**** SUPPLIED RECORDS ****
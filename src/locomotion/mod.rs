//! Physics-driven first-person walking, sprinting, crouching, jumping and stair climbing.
mod config;

use std::time::Duration;

use bevy::prelude::*;

pub use config::TkLocomotionConfig;

use crate::data_for_backends::TkRigidBody;
use crate::math::{horizontal, project_on_plane, AsF32, Float, Vector3};
use crate::sensors::{horizontal_direction, TkEnvironmentSensor, TkSlopeInfo};
use crate::spatial_ext::{TkLayerMask, TkSpatialExt};

const SLOPE_FORCE_FACTOR: Float = 20.0;
/// Pushes the body down while it moves up a slope, so it does not launch off the top.
const SLOPE_DOWNFORCE: Float = 80.0;
const GROUND_FORCE_FACTOR: Float = 10.0;
const AIR_FORCE_FACTOR: Float = 5.0;

const AIR_CONTROL_MIN_INPUT: Float = 0.1;
/// Above this dot product the input is considered to push in the direction of motion.
const AIR_SAME_DIRECTION_DOT: Float = 0.5;
const AIR_CAPPED_FACTOR: Float = 0.3;
const AIR_TURN_FACTOR: Float = 1.2;

/// The movement mode, recomputed every step from the grounded flag and the input.
#[derive(Debug, Default, Clone, Copy, PartialEq, Eq, Hash)]
pub enum TkLocomotionState {
    #[default]
    Walking,
    Sprinting,
    Crouching,
    Airborne,
}

/// The player's movement input, in world space.
///
/// Write this every frame. All the fields are levels (held or not held) rather than edges.
#[derive(Component, Debug, Clone)]
pub struct TkLocomotionControls {
    /// Desired direction of motion. Only the horizontal component matters, and its length is
    /// ignored on the ground.
    pub move_direction: Vector3,
    /// Where the player faces. Used for finding stair steps.
    pub forward: Vector3,
    pub jump: bool,
    pub crouch: bool,
    pub sprint: bool,
}

impl Default for TkLocomotionControls {
    fn default() -> Self {
        Self {
            move_direction: Vector3::ZERO,
            forward: Vector3::NEG_Z,
            jump: false,
            crouch: false,
            sprint: false,
        }
    }
}

/// Moves the player's [`TkRigidBody`] according to its [`TkLocomotionControls`].
///
/// Apart from the jump cooldown and the post-jump slope suppression, nothing carries over between
/// steps: the state is recomputed from scratch every step.
#[derive(Component, Debug, Clone)]
#[require(TkLocomotionConfig, TkLocomotionControls, TkRigidBody)]
pub struct TkLocomotion {
    state: TkLocomotionState,
    target_speed: Option<Float>,
    grounded: bool,
    slope: TkSlopeInfo,
    jump_cooldown: Option<Timer>,
    exiting_slope: bool,
    movement_restricted: bool,
    movement_multiplier: Float,
    climbing_stairs: bool,
    crouching: bool,
}

impl Default for TkLocomotion {
    fn default() -> Self {
        Self {
            state: Default::default(),
            target_speed: None,
            grounded: false,
            slope: Default::default(),
            jump_cooldown: None,
            exiting_slope: false,
            movement_restricted: false,
            movement_multiplier: 1.0,
            climbing_stairs: false,
            crouching: false,
        }
    }
}

impl TkLocomotion {
    pub fn state(&self) -> TkLocomotionState {
        self.state
    }

    /// The speed the current state aims for. While airborne this is the speed of the last
    /// grounded state.
    pub fn target_speed(&self) -> Float {
        self.target_speed.unwrap_or(0.0)
    }

    pub fn is_grounded(&self) -> bool {
        self.grounded
    }

    pub fn slope(&self) -> TkSlopeInfo {
        self.slope
    }

    pub fn is_crouching(&self) -> bool {
        self.crouching
    }

    /// A step edge was climbed during the last step.
    pub fn is_climbing_stairs(&self) -> bool {
        self.climbing_stairs
    }

    pub fn is_jump_ready(&self) -> bool {
        self.jump_cooldown.is_none()
    }

    /// The grace window after a jump, during which slope alignment is suppressed.
    pub fn is_exiting_slope(&self) -> bool {
        self.exiting_slope
    }

    pub fn is_movement_restricted(&self) -> bool {
        self.movement_restricted
    }

    pub fn movement_multiplier(&self) -> Float {
        self.movement_multiplier
    }

    /// Slow the player down and forbid sprinting, or lift the restriction.
    ///
    /// Lifting the restriction resets the multiplier to `1.0`, regardless of `multiplier`.
    pub fn set_movement_restriction(&mut self, active: bool, multiplier: Float) {
        if active != self.movement_restricted {
            debug!("Movement restriction {active} (multiplier {multiplier})");
        }
        self.movement_restricted = active;
        self.movement_multiplier = if active { multiplier } else { 1.0 };
    }

    /// Run one simulation step.
    pub fn step(
        &mut self,
        config: &TkLocomotionConfig,
        controls: &TkLocomotionControls,
        body: &mut TkRigidBody,
        sensor: &TkEnvironmentSensor<impl TkSpatialExt>,
        frame_duration: Float,
    ) {
        self.tick_jump_cooldown(frame_duration);

        let origin = body.translation;
        self.grounded = sensor.is_grounded(
            origin,
            config.height,
            config.ground_check_margin,
            config.ground_layers,
        );
        self.slope = sensor.slope_info(
            origin,
            config.height,
            config.slope_check_margin,
            config.max_slope_angle,
            TkLayerMask::ALL,
        );

        self.state = self.select_state(controls);
        let multiplier = self.movement_multiplier;
        let target_speed = *match self.state {
            TkLocomotionState::Crouching => {
                self.target_speed.insert(config.crouch_speed * multiplier)
            }
            TkLocomotionState::Sprinting => {
                self.target_speed.insert(config.sprint_speed * multiplier)
            }
            TkLocomotionState::Walking => self.target_speed.insert(config.walk_speed * multiplier),
            TkLocomotionState::Airborne => self
                .target_speed
                .get_or_insert(config.walk_speed * multiplier),
        };

        if controls.crouch && !self.crouching {
            body.apply_impulse(Vector3::NEG_Y * config.crouch_down_impulse);
        }
        self.crouching = controls.crouch;

        self.climbing_stairs = false;
        if self.grounded && !controls.crouch {
            self.climb_steps(config, controls, body, sensor);
        }

        let align_to_slope = self.slope.is_slope && !self.exiting_slope;
        if align_to_slope {
            let moving_up = 0.0 < body.linvel().y;
            let direction =
                project_on_plane(controls.move_direction, self.slope.normal).normalize_or_zero();
            body.apply_force(direction * target_speed * SLOPE_FORCE_FACTOR, frame_duration);
            if moving_up {
                body.apply_force(Vector3::NEG_Y * SLOPE_DOWNFORCE, frame_duration);
            }
        } else if self.grounded {
            body.apply_force(
                controls.move_direction.normalize_or_zero() * target_speed * GROUND_FORCE_FACTOR,
                frame_duration,
            );
        } else {
            self.apply_air_control(
                config,
                controls.move_direction,
                target_speed,
                body,
                frame_duration,
            );
        }
        body.gravity_enabled = !self.slope.is_slope;

        self.clamp_speed(config, target_speed, align_to_slope, body);

        if controls.jump && self.grounded && self.is_jump_ready() {
            self.jump(config, body);
        }

        body.linear_damping = if self.grounded {
            config.ground_drag
        } else {
            config.air_drag
        };
    }

    fn select_state(&self, controls: &TkLocomotionControls) -> TkLocomotionState {
        if controls.crouch {
            TkLocomotionState::Crouching
        } else if self.grounded && controls.sprint && !self.movement_restricted {
            TkLocomotionState::Sprinting
        } else if self.grounded {
            TkLocomotionState::Walking
        } else {
            TkLocomotionState::Airborne
        }
    }

    fn tick_jump_cooldown(&mut self, frame_duration: Float) {
        let Some(cooldown) = self.jump_cooldown.as_mut() else {
            return;
        };
        cooldown.tick(Duration::from_secs_f32(frame_duration.f32().max(0.0)));
        if cooldown.finished() {
            self.jump_cooldown = None;
            self.exiting_slope = false;
        }
    }

    fn climb_steps(
        &mut self,
        config: &TkLocomotionConfig,
        controls: &TkLocomotionControls,
        body: &mut TkRigidBody,
        sensor: &TkEnvironmentSensor<impl TkSpatialExt>,
    ) {
        let feet = body.translation - Vector3::Y * (0.5 * config.height);
        let found_step = sensor.step_probe(
            feet + Vector3::Y * config.step_lower_offset,
            feet + Vector3::Y * config.step_height,
            horizontal_direction(controls.forward, Dir3::NEG_Z),
            config.step_lower_range,
            config.step_upper_range,
            config.stair_layers,
        );
        if found_step {
            body.nudge(Vector3::Y * config.step_smooth);
            self.climbing_stairs = true;
        }
    }

    fn apply_air_control(
        &self,
        config: &TkLocomotionConfig,
        move_direction: Vector3,
        target_speed: Float,
        body: &mut TkRigidBody,
        frame_duration: Float,
    ) {
        if move_direction.length() < AIR_CONTROL_MIN_INPUT {
            return;
        }
        let desired_direction = move_direction.normalize();
        let horizontal_velocity = horizontal(body.linvel());
        let current_speed = horizontal_velocity.length();
        let control_force = config.air_control_force * self.movement_multiplier;

        let alignment = horizontal_velocity
            .normalize_or_zero()
            .dot(desired_direction);
        if AIR_SAME_DIRECTION_DOT < alignment {
            if config.allow_air_acceleration && current_speed < config.max_air_speed {
                body.apply_force(desired_direction * control_force, frame_duration);
            } else if config.max_air_speed <= current_speed {
                body.apply_force(
                    desired_direction * control_force * AIR_CAPPED_FACTOR,
                    frame_duration,
                );
            }
        } else {
            body.apply_force(
                desired_direction * control_force * AIR_TURN_FACTOR,
                frame_duration,
            );
        }

        body.apply_force(
            desired_direction
                * target_speed
                * AIR_FORCE_FACTOR
                * config.air_multiplier
                * self.movement_multiplier,
            frame_duration,
        );
    }

    fn clamp_speed(
        &self,
        config: &TkLocomotionConfig,
        target_speed: Float,
        align_to_slope: bool,
        body: &mut TkRigidBody,
    ) {
        let velocity = body.linvel();
        if align_to_slope {
            if target_speed < velocity.length() {
                body.set_linvel(velocity.normalize_or_zero() * target_speed);
            }
            return;
        }
        let speed_limit = if self.grounded {
            target_speed
        } else {
            config.max_air_speed
        };
        let flat_velocity = horizontal(velocity);
        if speed_limit < flat_velocity.length() {
            let limited = flat_velocity.normalize_or_zero() * speed_limit;
            body.set_linvel(Vector3::new(limited.x, velocity.y, limited.z));
        }
    }

    fn jump(&mut self, config: &TkLocomotionConfig, body: &mut TkRigidBody) {
        self.exiting_slope = true;
        let velocity = body.linvel();
        body.set_linvel(Vector3::new(velocity.x, 0.0, velocity.z));
        body.apply_impulse(Vector3::Y * config.jump_force);
        self.jump_cooldown = Some(Timer::from_seconds(
            config.jump_cooldown.f32(),
            TimerMode::Once,
        ));
    }
}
****
▶ WORK TO BE COMPLETED: Search the listing above for the word "active", and copy every line that has it.

▶ FINISHED EXERCISE:
    pub fn set_movement_restriction(&mut self, active: bool, multiplier: Float) {
        if active != self.movement_restricted {
            debug!("Movement restriction {active} (multiplier {multiplier})");
        self.movement_restricted = active;
        self.movement_multiplier = if active { multiplier } else { 1.0 };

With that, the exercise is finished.